# blending in mains and DSP1124p



## PoorSignal (Jul 23, 2009)

First picture is subwoofer only, EQ applied to follow house curve

2nd picture is when mains turn on, receiver cross over at 80hz.

3rd picture is longer sweep for main's volume. As you can see mains are already few Db below target on average. However activity is heavy in bass region and lifting up my house curve. This is the phase that works best, the other phase settings have a big null.

Suggestion please... I am not sure what to do. 

Plugging the signal through the DSP1124p result in a higher volume by about 2-3dbs. Is that normal.
I initially put the unit in bypass mode and played a passage and the LEDs range looked good to me.


----------



## PoorSignal (Jul 23, 2009)

I got curious why the L R speakers seems heavy on bass, so I turned off the sub

I have my mains mounted 6' tall on the wall aimed down so maybe I need to install those foam plugs that came with the my energy speakers to cut out the heavy bass?




1st pic
Left speaker only no sub

2nd pic
Right speaker only no sub

3rd pic 

both speakers no sub


----------



## lsiberian (Mar 24, 2009)

You need to raise your crossover point if you hear boom from your L-R speakers. Given their near wall placement the Baffle Step is probably responsible, but raising the crossover point will help with that.


----------



## glaufman (Nov 25, 2007)

It actually doesn't look to me like the mains are lifting up your house curve at all. If you're basing that on your second plot, that's not fair. You're displaying a subwoofer target curve while sweeping more than just the subwoofer (main speakers are on). A fair target curve in that region would be of the "full range" type.
I suggest you display the house curve on a "full range" target, then turn on both the mains and the sub, run a sweep up to 200Hz, and you'll see a decent representation of how the sound is blending. Then, if you don't like what you see/hear, you can go from there.
The mains only plots are certainly showing some nasty things in the bass region, but since they're below the crossover, and don't show up on the combined plot, they may not be affecting thing too badly.
As lsiberian said, one way to tell would be to raise the crossover point, but there are downsides to doing that such as localization of the sub, so IF it's affecting the sound, it's better to play with placement. But play around and see what works.


----------



## PoorSignal (Jul 23, 2009)

Here is with the full range target displayed.
I think, I have something in my room that excites about 55hz. whether from sub or main. 

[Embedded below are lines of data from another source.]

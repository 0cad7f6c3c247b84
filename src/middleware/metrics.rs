use crate::state::AppState;
use actix_web::{
    dev::{forward_ready, Service, ServiceRequest, ServiceResponse, Transform},
    web, Error,
};
use futures_util::future::LocalBoxFuture;
use std::{
    future::{ready, Ready},
    time::Instant,
};

/// Records request counts and per-endpoint timings into `AppState`.
pub struct MetricsMiddleware;

impl<S, B> Transform<S, ServiceRequest> for MetricsMiddleware
where
    S: Service<ServiceRequest, Response = ServiceResponse<B>, Error = Error>,
    S::Future: 'static,
    B: 'static,
{
    type Response = ServiceResponse<B>;
    type Error = Error;
    type InitError = ();
    type Transform = MetricsMiddlewareService<S>;
    type Future = Ready<Result<Self::Transform, Self::InitError>>;

    fn new_transform(&self, service: S) -> Self::Future {
        ready(Ok(MetricsMiddlewareService { service }))
    }
}

pub struct MetricsMiddlewareService<S> {
    service: S,
}

impl<S, B> Service<ServiceRequest> for MetricsMiddlewareService<S>
where
    S: Service<ServiceRequest, Response = ServiceResponse<B>, Error = Error>,
    S::Future: 'static,
    B: 'static,
{
    type Response = ServiceResponse<B>;
    type Error = Error;
    type Future = LocalBoxFuture<'static, Result<Self::Response, Self::Error>>;

    forward_ready!(service);

    fn call(&self, req: ServiceRequest) -> Self::Future {
        let start_time = Instant::now();
        let endpoint = format!("{} {}", req.method(), req.uri().path());

        if let Some(app_state) = req.app_data::<web::Data<AppState>>() {
            app_state.increment_request_count();
        }

        let fut = self.service.call(req);

        Box::pin(async move {
            let result = fut.await;
            let duration_ms = start_time.elapsed().as_millis() as u64;

            let is_error = match &result {
                Ok(response) => {
                    response.status().is_client_error() || response.status().is_server_error()
                }
                Err(_) => true,
            };

            if let Ok(response) = &result {
                if let Some(app_state) = response.request().app_data::<web::Data<AppState>>() {
                    app_state.record_endpoint_request(&endpoint, duration_ms, is_error);

                    if is_error {
                        app_state.increment_error_count();
                    }
                }
            }

            result
        })
    }
}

I will get some room treatment up and re-measure, or EQ it out from the speaker channels.


----------



## glaufman (Nov 25, 2007)

See if REW can pick that 55Hz up with no input... could be hum, or ... do you have a refrigerator in the room?
If it's not extraneous noise, I'm not sure I would worry about it too much. Can you hear the peak when the sweep is running?


----------



## PoorSignal (Jul 23, 2009)

I tried real time but couldn't found any noises at 55hz, I thought it might be my computer but it isn't nearly so loud though.

I EQ'd each L and R speaker using 1 band 50hz to try to tone down the peaks a little.
The result is only half a db less in the 55 peak. Now the curve follows slightly better. 
Here is the before and after so you can see the difference.

When I get some 4" insulation material hopefully I can randomly place them out which furniture or corner is contributing to the 55hz mode.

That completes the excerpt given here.